## Work required
State how many lines in the following entries contain the word "enum". No other output.

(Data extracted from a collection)
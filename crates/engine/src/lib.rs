// SPDX-License-Identifier: BUSL-1.1
// Copyright (c) 2026 Alfred Jean LLC

// Allow panic!/unwrap/expect in test code
#![cfg_attr(test, allow(clippy::panic))]
#![cfg_attr(test, allow(clippy::unwrap_used))]
#![cfg_attr(test, allow(clippy::expect_used))]

//! Event reconciliation engine
//!
//! - `lock` - advisory lock factories and the scoped `LockGuard`
//! - `controller` - handler chains keyed by (source, event type)
//! - `manager` - the dispatch loop that claims and reconciles events
//! - `service` - guarded read-modify-write of resources

pub mod controller;
mod error;
pub mod lock;
pub mod manager;
pub mod service;

pub use controller::{
    handler_fn, ControllerConfig, ControllerRegistry, ControllerRegistryBuilder, Handler,
    HandlerContext, HandlerError,
};
pub use error::{ManagerError, ServiceError};
pub use lock::{
    FileLockFactory, LockError, LockFactory, LockGuard, MemoryLockFactory, TracedLockFactory,
};
pub use manager::{shutdown_channel, ControllerManager, DispatchReport, ManagerConfig};
pub use service::{LockMode, ResourceService};
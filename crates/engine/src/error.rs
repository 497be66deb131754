// SPDX-License-Identifier: BUSL-1.1
// Copyright (c) 2026 Alfred Jean LLC

//! Error types for the engine

use crate::lock::LockError;
use evr_storage::StoreError;
use thiserror::Error;

/// Errors that abort a whole dispatch pass.
///
/// Handler failures never show up here; they are logged and the event stays
/// pending.
#[derive(Debug, Error)]
pub enum ManagerError {
    #[error("store error: {0}")]
    Store(#[from] StoreError),
    #[error("lock error: {0}")]
    Lock(#[from] LockError),
}

/// Errors returned by the guarded resource service
#[derive(Debug, Error)]
pub enum ServiceError {
    #[error("{kind} not found: {id}")]
    NotFound { kind: String, id: String },
    /// Another writer holds the resource lock (non-blocking mode only)
    #[error("{kind} {id} is locked by another writer")]
    Conflict { kind: String, id: String },
    #[error("advisory lock failed: {0}")]
    Lock(#[from] LockError),
    #[error("store error: {0}")]
    Store(StoreError),
}

impl From<StoreError> for ServiceError {
    fn from(err: StoreError) -> Self {
        match err {
            StoreError::NotFound { kind, id } => ServiceError::NotFound { kind, id },
            other => ServiceError::Store(other),
        }
    }
}

impl ServiceError {
    /// True for lock contention in non-blocking mode
    pub fn is_conflict(&self) -> bool {
        matches!(self, ServiceError::Conflict { .. })
    }
}
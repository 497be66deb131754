// SPDX-License-Identifier: BUSL-1.1
// Copyright (c) 2026 Alfred Jean LLC

// Allow panic!/unwrap/expect in test code
#![cfg_attr(test, allow(clippy::panic))]
#![cfg_attr(test, allow(clippy::unwrap_used))]
#![cfg_attr(test, allow(clippy::expect_used))]

//! Event store: durable log of resource mutations and their events

mod error;
mod file;
mod memory;
mod state;
mod store;
mod wal;

pub use error::StoreError;
pub use file::{FileStore, WalWatcher};
pub use memory::MemoryStore;
pub use state::MaterializedState;
pub use store::{Committed, Store, Transaction};
pub use wal::{Wal, WalEntry, WalError};
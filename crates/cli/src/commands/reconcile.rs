// SPDX-License-Identifier: BUSL-1.1
// Copyright (c) 2026 Alfred Jean LLC

//! One-shot dispatch pass
//!
//! Runs evrd's own controllers once over the pending backlog, so clearing it
//! without a daemon has the same effects the daemon would. Events of sources
//! evrd has no controller for are left pending. `--dry-run` only reports.

use anyhow::Context;
use clap::Args;
use evr_engine::{ControllerManager, ControllerRegistry, ManagerConfig};
use evr_storage::Store;
use serde::Serialize;
use std::fmt;
use std::sync::Arc;

use crate::output::{print, OutputFormat};
use crate::state::StateDir;

#[derive(Args)]
pub struct ReconcileArgs {
    /// Report what would be dispatched without running any handler
    #[arg(long)]
    dry_run: bool,
}

#[derive(Serialize)]
struct Summary {
    sources: Vec<String>,
    reconciled: usize,
    skipped: usize,
    failed: usize,
    /// Pending events no controller is registered for
    unhandled: usize,
}

impl fmt::Display for Summary {
    fn fmt(&self, f: &mut fmt::Formatter<'_>) -> fmt::Result {
        write!(
            f,
            "reconciled {} skipped {} failed {}",
            self.reconciled, self.skipped, self.failed
        )?;
        if self.unhandled > 0 {
            write!(f, " (unhandled {})", self.unhandled)?;
        }
        Ok(())
    }
}

#[derive(Serialize)]
struct Plan {
    sources: Vec<String>,
    dispatchable: usize,
    unhandled: usize,
}

impl fmt::Display for Plan {
    fn fmt(&self, f: &mut fmt::Formatter<'_>) -> fmt::Result {
        write!(
            f,
            "would dispatch {} (unhandled {})",
            self.dispatchable, self.unhandled
        )
    }
}

pub async fn handle(args: ReconcileArgs, state: &StateDir, format: OutputFormat) -> anyhow::Result<()> {
    let store = state.open_store()?;
    let mirror_dir = state.root().join(evr_daemon::MIRROR_DIR);
    let registry = evr_daemon::registry(store.clone(), &mirror_dir)
        .with_context(|| format!("cannot prepare {}", mirror_dir.display()))?;

    let pending = store.list_unreconciled(None)?;
    let (dispatchable, unhandled) = split_pending(&registry, &pending);
    let sources: Vec<String> = registry.sources().into_iter().map(String::from).collect();
    tracing::debug!(?sources, dispatchable, unhandled, dry_run = args.dry_run, "reconcile");

    if args.dry_run {
        print(
            &Plan {
                sources,
                dispatchable,
                unhandled,
            },
            format,
        );
        return Ok(());
    }

    let manager = ControllerManager::new(
        ManagerConfig::new("evr-cli"),
        Arc::new(registry),
        store,
        state.open_locks()?,
    );
    let report = manager.dispatch_pending().await?;

    print(
        &Summary {
            sources,
            reconciled: report.reconciled,
            skipped: report.skipped,
            failed: report.failed,
            unhandled,
        },
        format,
    );
    Ok(())
}

/// Count pending events with and without a handler chain
fn split_pending(registry: &ControllerRegistry, pending: &[evr_core::Event]) -> (usize, usize) {
    let dispatchable = pending
        .iter()
        .filter(|e| !registry.chain(&e.source, e.event_type).is_empty())
        .count();
    (dispatchable, pending.len() - dispatchable)
}
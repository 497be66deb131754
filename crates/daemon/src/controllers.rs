// SPDX-License-Identifier: BUSL-1.1
// Copyright (c) 2026 Alfred Jean LLC

//! Controllers registered by the daemon
//!
//! The demo `Widgets` controller mirrors every live widget to
//! `<mirror_dir>/<id>.json` and removes the file once the widget is deleted.
//! Both handlers converge on the current store state, so re-running them is
//! harmless.

use std::io;
use std::path::{Path, PathBuf};
use std::sync::Arc;

use async_trait::async_trait;
use evr_core::EventType;
use evr_engine::{ControllerConfig, ControllerRegistry, Handler, HandlerContext, HandlerError};
use evr_storage::Store;
use tracing::{debug, info};

pub const WIDGETS: &str = "Widgets";

/// Mirror directory, relative to the state directory
pub const MIRROR_DIR: &str = "widgets";

/// Build the registry shared by every manager in the daemon
pub fn registry<S: Store>(store: S, mirror_dir: &Path) -> io::Result<ControllerRegistry> {
    let mirror = Mirror::new(mirror_dir)?;
    let upsert: Arc<dyn Handler> = Arc::new(UpsertWidget {
        store,
        mirror: mirror.clone(),
    });
    let remove: Arc<dyn Handler> = Arc::new(RemoveWidget { mirror });

    Ok(ControllerRegistry::builder()
        .register(
            ControllerConfig::new(WIDGETS)
                .on(EventType::Create, Arc::clone(&upsert))
                .on(EventType::Update, upsert)
                .on(EventType::Delete, remove),
        )
        .build())
}

#[derive(Clone)]
struct Mirror {
    dir: PathBuf,
}

impl Mirror {
    fn new(dir: &Path) -> io::Result<Self> {
        std::fs::create_dir_all(dir)?;
        Ok(Self {
            dir: dir.to_path_buf(),
        })
    }

    fn path(&self, id: &str) -> PathBuf {
        self.dir.join(format!("{id}.json"))
    }

    /// Write via a temp file so readers never see a partial document
    fn write(&self, id: &str, body: &[u8]) -> io::Result<()> {
        let tmp = self.dir.join(format!(".{id}.json.tmp"));
        std::fs::write(&tmp, body)?;
        std::fs::rename(&tmp, self.path(id))
    }

    fn remove(&self, id: &str) -> io::Result<bool> {
        match std::fs::remove_file(self.path(id)) {
            Ok(()) => Ok(true),
            Err(e) if e.kind() == io::ErrorKind::NotFound => Ok(false),
            Err(e) => Err(e),
        }
    }
}

struct UpsertWidget<S> {
    store: S,
    mirror: Mirror,
}

#[async_trait]
impl<S: Store> Handler for UpsertWidget<S> {
    async fn handle(&self, ctx: &HandlerContext, resource_id: &str) -> Result<(), HandlerError> {
        let widget = self
            .store
            .get_resource(WIDGETS, resource_id)
            .map_err(|e| HandlerError::with_source("widget lookup failed", e))?;

        // Deleted since the event was written; the Delete event cleans up
        let Some(widget) = widget else {
            debug!(id = resource_id, "widget gone, nothing to mirror");
            return Ok(());
        };

        let body = serde_json::to_vec_pretty(&widget)
            .map_err(|e| HandlerError::with_source("widget encode failed", e))?;
        self.mirror
            .write(resource_id, &body)
            .map_err(|e| HandlerError::with_source("mirror write failed", e))?;

        info!(
            id = resource_id,
            event_type = %ctx.event.event_type,
            manager = %ctx.manager,
            "widget mirrored"
        );
        Ok(())
    }
}

struct RemoveWidget {
    mirror: Mirror,
}

#[async_trait]
impl Handler for RemoveWidget {
    async fn handle(&self, ctx: &HandlerContext, resource_id: &str) -> Result<(), HandlerError> {
        let removed = self
            .mirror
            .remove(resource_id)
            .map_err(|e| HandlerError::with_source("mirror remove failed", e))?;
        info!(id = resource_id, removed, manager = %ctx.manager, "widget retired");
        Ok(())
    }
}

#[cfg(test)]
#[path = "controllers_tests.rs"]
mod tests;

## Your solution
2